This extremely worrying result comes just a couple of months after RN leader Marine Le Pen scored 41.5% of the vote in the presidential poll – an alarmingly close result that puts the presidency well within the fascists sights for the next election.
These elections have been a disaster for newly re-installed president Emmanuel Macron, with his parliamentary majority gone as his Ensemble party plunged from 350 seats last time to 245.
His regime of austerity has provoked huge bitterness and anger – and voters have made him feel it. These election results lay bare the sharp polarisation of politics in France – the president’s party has lost seats to both the left and fascist right.
The new NUPES leftwing alliance led by Jean-Luc Mélenchon has become the second largest group in the assembly.
Mélenchon has won more than twice as many seats as the parties of the left alliance did in total previously, up from 59 seats to 131. This is an excellent result compared with last time around, showing that where voters angry at Macron had the opportunity to express this by voting left, many did so.
But the anger against Macron has polarised to the fascist far right as well as the left.
Antifascists will be rightly horrified to see the result for the Marine Le Pen’s fascist RN party (formerly known as the Front National) with 89 seats in the 577 seat national assembly – a more than tenfold increase on the eight seats it secured in 2022.
It has broken out of its old heartlands in the deindustrialised north and the Mediterranean south of France, winning seats around the country.
The RN’s 89 seats takes it well over twice the fascists’ previous record in France. In 1986, Le Pen’s father, Jean-Marie Le Pen secured 35 seats in the assembly for the old FN. After that the electoral system was changed, making it far harder for smaller parties such as the FN.
Now Le Pen junior has shown that the fascists have the strength on the ground to win a mass of parliamentary seats. The numbers put the party well over the threshold for forming an official parliamentary group and getting the €50m funds and other benefits that will come with the new status.
The RN came through last week’s first round elections securing candidates in 208 second-round runoff votes, up from 120 in 2017. In 61 of those, it went head to head against the leftwing NUPES alliance, with 106 contests against Macron supporters and 25 against Les Républicains.
According to Ipsos researchers, the fascist party won 57% of its “duels” against the Macronists and – particularly worryingly – 56% of the head to head contests against Mélenchon’s NUPES.
Our main article below looks at how the left and the fascists are battling each other for working class votes.

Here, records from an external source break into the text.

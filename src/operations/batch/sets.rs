use crate::geometry::are_polylines_identical;
use crate::math::Point2;
use crate::operations::boolean::TraceParams;
use crate::operations::query::regions_overlap;

use super::cleanup::cleanup;
use super::region::{clip, cut, merge, regions_of, rings_of, Region};

// Every set is read as regions: a ring nested inside an odd number of larger
// rings of the same set is a hole. Results list each outer ring
// (counter-clockwise) followed by its holes (clockwise).

/// Unions two sets of closed polylines.
///
/// Each region of `a` merges with the first unconsumed region of `b` whose
/// outer ring is identical to or overlaps its own, consuming both. Regions
/// of `a` without a partner are kept as they are, followed by every region
/// of `b` that was never consumed.
#[must_use]
pub fn union_sets(a: &[Vec<Point2>], b: &[Vec<Point2>]) -> Vec<Vec<Point2>> {
    let params = TraceParams::default();
    let regions_b = regions_of(b);
    let mut consumed = vec![false; regions_b.len()];
    let mut result = Vec::new();

    for ra in regions_of(a) {
        let partner = regions_b.iter().enumerate().position(|(j, rb)| {
            !consumed[j]
                && (are_polylines_identical(&ra.outer, &rb.outer)
                    || regions_overlap(&ra.outer, &rb.outer))
        });
        match partner {
            Some(j) => {
                consumed[j] = true;
                result.extend(merge(&ra, &regions_b[j], &params));
            }
            None => result.push(ra),
        }
    }

    result.extend(
        regions_b
            .into_iter()
            .zip(consumed)
            .filter(|&(_, used)| !used)
            .map(|(rb, _)| rb),
    );
    cleanup(rings_of(result))
}

/// Subtracts a set of closed polylines from another.
///
/// Every region of `a` has each region of `b` removed in turn; the zero,
/// one or many pieces left after one subtraction carry on to the next. A
/// cutter that overlaps a hole opened earlier merges with it, and the parts
/// of `a` lying in a hole of a `b` region survive.
#[must_use]
pub fn subtract_sets(a: &[Vec<Point2>], b: &[Vec<Point2>]) -> Vec<Vec<Point2>> {
    let params = TraceParams::default();
    let cutters = regions_of(b);
    let mut result = Vec::new();

    for region in regions_of(a) {
        let mut pieces = vec![region];
        for cutter in &cutters {
            let spared: Vec<Region> = pieces
                .iter()
                .flat_map(|piece| cutter.holes.iter().flat_map(|hole| clip(piece, hole, &params)))
                .collect();
            pieces = pieces
                .into_iter()
                .flat_map(|piece| cut(piece, &cutter.outer, &params))
                .collect();
            pieces.extend(spared);
        }
        result.extend(pieces);
    }

    cleanup(rings_of(result))
}

/// Intersects two sets of closed polylines.
///
/// Every pair of regions contributes the overlap of their outer rings with
/// the holes of both cut out; pairs that do not overlap contribute nothing.
#[must_use]
pub fn intersect_sets(a: &[Vec<Point2>], b: &[Vec<Point2>]) -> Vec<Vec<Point2>> {
    let params = TraceParams::default();
    let regions_b = regions_of(b);
    let mut result = Vec::new();

    for ra in regions_of(a) {
        for rb in &regions_b {
            let mut parts = clip(&ra, &rb.outer, &params);
            for hole in &rb.holes {
                parts = parts
                    .into_iter()
                    .flat_map(|part| cut(part, hole, &params))
                    .collect();
            }
            result.extend(parts);
        }
    }
    cleanup(rings_of(result))
}

/// Computes the symmetric difference of two sets of closed polylines as
/// `(a - b) ∪ (b - a)`.
///
/// Sets holding the same polylines, in any order, give an empty result.
#[must_use]
pub fn xor_sets(a: &[Vec<Point2>], b: &[Vec<Point2>]) -> Vec<Vec<Point2>> {
    if sets_identical(a, b) {
        return Vec::new();
    }
    union_sets(&subtract_sets(a, b), &subtract_sets(b, a))
}

/// Returns `true` if every polyline of `a` has its own identical polyline in
/// `b` and the sets have the same size.
fn sets_identical(a: &[Vec<Point2>], b: &[Vec<Point2>]) -> bool {
    if a.len() != b.len() {
        return false;
    }
    let mut matched = vec![false; b.len()];
    a.iter().all(|pa| {
        let found = b
            .iter()
            .enumerate()
            .position(|(j, pb)| !matched[j] && are_polylines_identical(pa, pb));
        match found {
            Some(j) => {
                matched[j] = true;
                true
            }
            None => false,
        }
    })
}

It also discusses the very worrying phenomenon of voters who chose Mélenchon in the first round of the presidential elections transferring without a qualm to the fascists in the second round, with the aim to “stop Macron”.
Pollsters Harris found this phenomenon was repeated in the parliamentary election with nearly a quarter of left voters switching to the RN where the fascists faced off against Macron’s Ensemble in the second round (see chart).
The RN’s success in the parliamentary elections reinforces the need for antifascists and the left to understand and counter the dangerous threat of Le Pen, the RN and the wider fascist milieu in France.
France: Le Pen, fascism and the working class – with analysis and charts
Original article posted: 24 May 2022
France emerged from its presidential elections in April with Marine Le Pen’s fascist Rassemblement National scoring a record high vote and now plunges straight into the campaign for the parliamentary elections in June.
It is a timely moment to look at the RN’s election results and where the Le Pen’s rocketing vote has come from – but also, importantly, at how the fascists have been building and organising outside the electoral sphere.
It is important to restate the Le Pen and the RN (formerly the Front National) are fascists, despite the modernisation drive aimed at detoxifying their image – this is detailed in a separate piece at the end of this article. We will also look at the impact of maverick far right candidate Eric Zemmour.
The disaster of a fascist president in France is not yet here, but it is close. For antifascists, the presidential elections produced an appalling result on a historic scale. No previous fascist candidate has achieved a vote the size of Marine Le Pen’s in a major European country since WWII.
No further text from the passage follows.